Maxitof : La perception de Nicolas Sarkozy à l'étranger est différente de ce qu'elle est en France. Est-ce qu'on peut dire que les médias français sont incapables d'avoir du recul sur les discours et les sujets politiques du moment ?

Jean-Louis Missika : D'abord, la perception de Sarkozy dans les médias étrangers est très contrastée. Il a été très critiqué en Allemagne et dans quelques autres pays européens pour son "cavalier seul" en Libye. La presse économique européenne se méfie de son discours anti-Banque centrale européenne et de son étatisme plus que de son libéralisme. Les journaux américains sont encore sous le charme. Quant à la presse française, elle est tiraillée entre plusieurs problèmes : d'abord, le rythme infernal des apparitions médiatiques et des sujets traités par Nicolas Sarkozy. Comment, par exemple, parler durablement de la crise de la Sécurité sociale ou de la compétitivité de la France lorsqu'il publie une lettre à 800 000 enseignants ? Ensuite, il y a la prolongation de l'état de grâce. L'opinion publique française est encore largement favorablement disposée à l'égard de Nicolas Sarkozy. Enfin, il y a la difficulté à trouver le bon angle d'attaque, à trouver la piste critique qui va faire sens et montrer une des failles du système.

Fantasio : Aux Etats-Unis, le président communique bien plus que les présidents français jusqu'à présent. Les journalistes français ne se posent pas la question de "trop de communication" dans le cas des Etats-Unis. Nicolas Sarkozy, dans son style, ne se rapproche-t-il pas tout simplement de cela ? Le problème n'est-il pas plus institutionnel que sur l'efficacité de la communication de Nicolas Sarkozy ?

Jean-Louis Missika : Oui, le problème est institutionnel.
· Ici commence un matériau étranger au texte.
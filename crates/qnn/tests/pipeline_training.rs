//! End-to-end: synthetic OHLCV -> feature pipeline -> training -> artifact.

use chrono::{Days, NaiveDate};
use qnn::{ModelArtifact, QnnConfig, TrainConfig, mse, train};
use quant::{SplitConfig, prepare_data, preprocess};
use rand::SeedableRng;
use rand::rngs::StdRng;
use types::{FeatureColumn, OhlcvRecord};

const DAILY_CHANGE: f64 = 0.002;

/// 100 trading days where close grows by a constant fraction each day.
fn synthetic_history() -> Vec<OhlcvRecord> {
    let start = NaiveDate::from_ymd_opt(2023, 1, 2).unwrap();
    (0..100)
        .map(|i| {
            let close = 150.0 * (1.0 + DAILY_CHANGE).powi(i as i32);
            OhlcvRecord::new(
                start.checked_add_days(Days::new(i as u64)).unwrap(),
                close * 0.995,
                close * 1.01,
                close * 0.99,
                close,
                2_000_000 + (i as u64 % 7) * 50_000,
            )
        })
        .collect()
}

#[test]
fn test_constant_change_survives_pipeline() {
    let unscaled = preprocess(&synthetic_history(), false).unwrap();
    assert_eq!(unscaled.rows.len(), 70);
    for row in &unscaled.rows {
        assert!((row.daily_return - DAILY_CHANGE).abs() < 1e-9);
    }
}

#[test]
fn test_one_epoch_gives_finite_loss() {
    let prepared = preprocess(&synthetic_history(), true).unwrap();
    let split = prepare_data(&prepared.rows, &SplitConfig::default()).unwrap();
    assert_eq!(split.train_x.len() + split.test_x.len(), 70);

    let config = TrainConfig {
        epochs: 1,
        learning_rate: 0.01,
    };
    let (model, run) = train(
        &split.train_x,
        &split.train_y,
        &QnnConfig::default(),
        &config,
        &mut StdRng::seed_from_u64(42),
    )
    .unwrap();

    assert_eq!(run.losses.len(), 1);
    assert!(run.losses[0].is_finite());
    assert!(mse(&model, &split.test_x, &split.test_y).unwrap().is_finite());
}

#[test]
fn test_artifact_reproduces_predictions() {
    let prepared = preprocess(&synthetic_history(), true).unwrap();
    let bounds = prepared.bounds.clone().unwrap();
    let split = prepare_data(&prepared.rows, &SplitConfig::default()).unwrap();

    let (model, run) = train(
        &split.train_x,
        &split.train_y,
        &QnnConfig::default(),
        &TrainConfig {
            epochs: 3,
            learning_rate: 0.01,
        },
        &mut StdRng::seed_from_u64(7),
    )
    .unwrap();

    let dir = tempfile::tempdir().unwrap();
    let path = dir.path().join("model/quantum_nn_model.json");
    ModelArtifact::new(&model, bounds.clone(), run.losses.clone())
        .save(&path)
        .unwrap();

    let (restored, scaler) = ModelArtifact::load(&path)
        .unwrap()
        .into_model(&QnnConfig::default())
        .unwrap();
    assert_eq!(scaler, bounds);
    assert!(scaler.get(FeatureColumn::Close).is_some());
    assert_eq!(
        restored.predict_batch(&split.test_x).unwrap(),
        model.predict_batch(&split.test_x).unwrap()
    );
}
La France n'est pas dans un modèle de Constitution semblable à celui des Etats-Unis, où les contre-pouvoirs se situent du côté de l'appareil judiciaire et législatif. En France, par exemple, le temps de parole du président de la République n'est pas compté dans celui de la majorité par le CSA pour calculer l'équilibre des temps de parole en période non électorale. La voix du président de la République est considérée comme au-dessus de celle de la majorité et de l'opposition, et n'est donc pas décomptée de façon partisane. Mais qu'advient-il lorsque le président de la République est aussi un super-premier ministre qui prend parti, polémique avec l'opposition et présente les décisions gouvernementales ? En outre, dans le système américain, sauf dans une période d'exception comme celle d'après le 11-Septembre, les médias ont suffisamment de puissance et de pouvoir pour négocier l'agenda politique avec le président et le Sénat. A mon sens, ce n'est pas le cas en France.
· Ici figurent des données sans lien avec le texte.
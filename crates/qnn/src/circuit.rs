//! Circuit IR and the `RealAmplitudes` template.
//!
//! Only two gates are needed: `RY` rotations, whose angles come from named
//! parameter vectors, and `CX`. Both keep amplitudes real, which is what lets
//! the simulator skip complex arithmetic.

use std::fmt;

use crate::QnnError;

/// A named, fixed-length vector of circuit parameters.
///
/// Individual entries print as `name[i]`.
#[derive(Debug, Clone, PartialEq, Eq)]
pub struct ParameterVector {
    name: String,
    len: usize,
}

impl ParameterVector {
    pub fn new(name: impl Into<String>, len: usize) -> Self {
        Self {
            name: name.into(),
            len,
        }
    }

    pub fn name(&self) -> &str {
        &self.name
    }

    pub fn len(&self) -> usize {
        self.len
    }

    pub fn is_empty(&self) -> bool {
        self.len == 0
    }

    /// Display name of entry `index`.
    pub fn entry(&self, index: usize) -> String {
        format!("{}[{}]", self.name, index)
    }
}

/// Which parameter vector a rotation angle is read from.
#[derive(Debug, Clone, Copy, PartialEq, Eq)]
pub enum ParamSource {
    /// Data-encoding parameters (feature map), supplied per row.
    Input,
    /// Trainable parameters (ansatz).
    Weight,
}

/// A single gate.
#[derive(Debug, Clone, Copy, PartialEq, Eq)]
pub enum Gate {
    /// Y rotation by parameter `param` of this circuit's vector.
    Ry { qubit: usize, param: usize },
    /// Controlled NOT.
    Cx { control: usize, target: usize },
}

/// A parameterized circuit over one parameter vector.
#[derive(Debug, Clone, PartialEq, Eq)]
pub struct Circuit {
    num_qubits: usize,
    gates: Vec<Gate>,
    parameters: ParameterVector,
}

impl Circuit {
    /// Build the `RealAmplitudes` template.
    ///
    /// Each repetition is an RY layer followed by reverse-linear CX
    /// entanglement (`CX(n-2, n-1)`, ..., `CX(0, 1)`); a final RY layer
    /// closes the circuit, giving `num_qubits * (reps + 1)` parameters.
    pub fn real_amplitudes(num_qubits: usize, reps: usize) -> Self {
        let mut gates = Vec::new();
        let mut next_param = 0;
        let mut rotation_layer = |gates: &mut Vec<Gate>| {
            for qubit in 0..num_qubits {
                gates.push(Gate::Ry {
                    qubit,
                    param: next_param,
                });
                next_param += 1;
            }
        };

        for _ in 0..reps {
            rotation_layer(&mut gates);
            for control in (0..num_qubits.saturating_sub(1)).rev() {
                gates.push(Gate::Cx {
                    control,
                    target: control + 1,
                });
            }
        }
        rotation_layer(&mut gates);

        Self {
            num_qubits,
            parameters: ParameterVector::new("θ", num_qubits * (reps + 1)),
            gates,
        }
    }

    /// Rebind the circuit's parameters to a differently named vector of the
    /// same length.
    pub fn assign_parameters(mut self, parameters: ParameterVector) -> Result<Self, QnnError> {
        if parameters.len() != self.parameters.len() {
            return Err(QnnError::InvalidConfig(format!(
                "parameter vector '{}' has {} entries, circuit needs {}",
                parameters.name(),
                parameters.len(),
                self.parameters.len()
            )));
        }
        self.parameters = parameters;
        Ok(self)
    }

    pub fn num_qubits(&self) -> usize {
        self.num_qubits
    }

    pub fn num_parameters(&self) -> usize {
        self.parameters.len()
    }

    pub fn parameters(&self) -> &ParameterVector {
        &self.parameters
    }

    pub fn gates(&self) -> &[Gate] {
        &self.gates
    }
}

impl fmt::Display for Circuit {
    fn fmt(&self, f: &mut fmt::Formatter<'_>) -> fmt::Result {
        for gate in &self.gates {
            match *gate {
                Gate::Ry { qubit, param } => {
                    writeln!(f, "ry({}) q{}", self.parameters.entry(param), qubit)?
                }
                Gate::Cx { control, target } => writeln!(f, "cx q{}, q{}", control, target)?,
            }
        }
        Ok(())
    }
}

/// A gate after composition, with its parameter source resolved.
#[derive(Debug, Clone, Copy, PartialEq, Eq)]
pub(crate) enum BoundGate {
    Ry {
        qubit: usize,
        source: ParamSource,
        index: usize,
    },
    Cx {
        control: usize,
        target: usize,
    },
}

/// Feature map followed by ansatz, ready to simulate.
#[derive(Debug, Clone, PartialEq, Eq)]
pub(crate) struct ComposedCircuit {
    pub num_qubits: usize,
    pub num_inputs: usize,
    pub num_weights: usize,
    pub gates: Vec<BoundGate>,
}

impl ComposedCircuit {
    /// Append `ansatz` after `feature_map`.
    ///
    /// The two parameter vectors must have distinct names, and both circuits
    /// must act on the same register.
    pub fn compose(feature_map: &Circuit, ansatz: &Circuit) -> Result<Self, QnnError> {
        if feature_map.parameters().name() == ansatz.parameters().name() {
            return Err(QnnError::ParameterCollision(
                ansatz.parameters().name().to_string(),
            ));
        }
        if feature_map.num_qubits() != ansatz.num_qubits() {
            return Err(QnnError::InvalidConfig(format!(
                "feature map acts on {} qubits, ansatz on {}",
                feature_map.num_qubits(),
                ansatz.num_qubits()
            )));
        }

        Ok(Self {
            num_qubits: feature_map.num_qubits(),
            num_inputs: feature_map.num_parameters(),
            num_weights: ansatz.num_parameters(),
            gates: bind(feature_map, ParamSource::Input)
                .chain(bind(ansatz, ParamSource::Weight))
                .collect(),
        })
    }
}

fn bind(circuit: &Circuit, source: ParamSource) -> impl Iterator<Item = BoundGate> + '_ {
    circuit.gates().iter().map(move |gate| match *gate {
        Gate::Ry { qubit, param } => BoundGate::Ry {
            qubit,
            source,
            index: param,
        },
        Gate::Cx { control, target } => BoundGate::Cx { control, target },
    })
}

#[cfg(test)]
mod tests {
    use super::*;

    #[test]
    fn test_real_amplitudes_structure() {
        let circuit = Circuit::real_amplitudes(4, 1);
        assert_eq!(circuit.num_parameters(), 8);

        let rotations = circuit
            .gates()
            .iter()
            .filter(|g| matches!(g, Gate::Ry { .. }))
            .count();
        assert_eq!(rotations, 8);

        let cx: Vec<_> = circuit
            .gates()
            .iter()
            .filter_map(|g| match *g {
                Gate::Cx { control, target } => Some((control, target)),
                _ => None,
            })
            .collect();
        assert_eq!(cx, vec![(2, 3), (1, 2), (0, 1)]);
    }

    #[test]
    fn test_real_amplitudes_param_count_scales_with_reps() {
        assert_eq!(Circuit::real_amplitudes(3, 2).num_parameters(), 9);
        assert_eq!(Circuit::real_amplitudes(1, 1).num_parameters(), 2);
    }

    #[test]
    fn test_assign_parameters() {
        let circuit = Circuit::real_amplitudes(2, 1)
            .assign_parameters(ParameterVector::new("fm_theta", 4))
            .unwrap();
        assert_eq!(circuit.parameters().name(), "fm_theta");
        assert!(circuit.to_string().contains("ry(fm_theta[3]) q1"));

        let err = Circuit::real_amplitudes(2, 1)
            .assign_parameters(ParameterVector::new("short", 3))
            .unwrap_err();
        assert!(matches!(err, QnnError::InvalidConfig(_)));
    }

    #[test]
    fn test_compose_rejects_name_collision() {
        let a = Circuit::real_amplitudes(2, 1);
        let b = Circuit::real_amplitudes(2, 1);
        assert_eq!(
            ComposedCircuit::compose(&a, &b),
            Err(QnnError::ParameterCollision("θ".into()))
        );
    }

    #[test]
    fn test_compose_orders_feature_map_first() {
        let fm = Circuit::real_amplitudes(2, 1)
            .assign_parameters(ParameterVector::new("fm_theta", 4))
            .unwrap();
        let ansatz = Circuit::real_amplitudes(2, 1)
            .assign_parameters(ParameterVector::new("ansatz_theta", 4))
            .unwrap();
        let composed = ComposedCircuit::compose(&fm, &ansatz).unwrap();

        assert_eq!(composed.num_inputs, 4);
        assert_eq!(composed.num_weights, 4);
        assert_eq!(composed.gates.len(), fm.gates().len() + ansatz.gates().len());
        assert!(matches!(
            composed.gates[0],
            BoundGate::Ry {
                source: ParamSource::Input,
                ..
            }
        ));
        assert!(matches!(
            composed.gates.last(),
            Some(BoundGate::Ry {
                source: ParamSource::Weight,
                ..
            })
        ));
    }
}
alex : Que penser de la réforme constitutionnelle désirée par Nicolas Sarkozy visant à lui permettre de pénétrer dans l'Hémicycle pour "communiquer" directement avec l'Assemblée ? M. Sarkozy y voit là le ressort d'une meilleure interaction entre le législatif et l'exécutif. Mais n'y a-t-il pas un risque que ses interventions viennent court-circuiter l'activité parlementaire ?

Jean-Louis Missika : Il est clair que cette réforme irait dans le sens d'une présidentialisation du régime. Le risque, bien sûr, est que cette présidentialisation ne se traduise pas par un renforcement des pouvoirs du Parlement et de sa capacité à négocier l'agenda politique avec le président, à enquêter sur l'exécutif et à être indépendant de celui-ci. Il me semble, par exemple, que cette présidentialisation devrait nécessairement passer par une suppression du pouvoir de dissolution de l'Assemblée par le président.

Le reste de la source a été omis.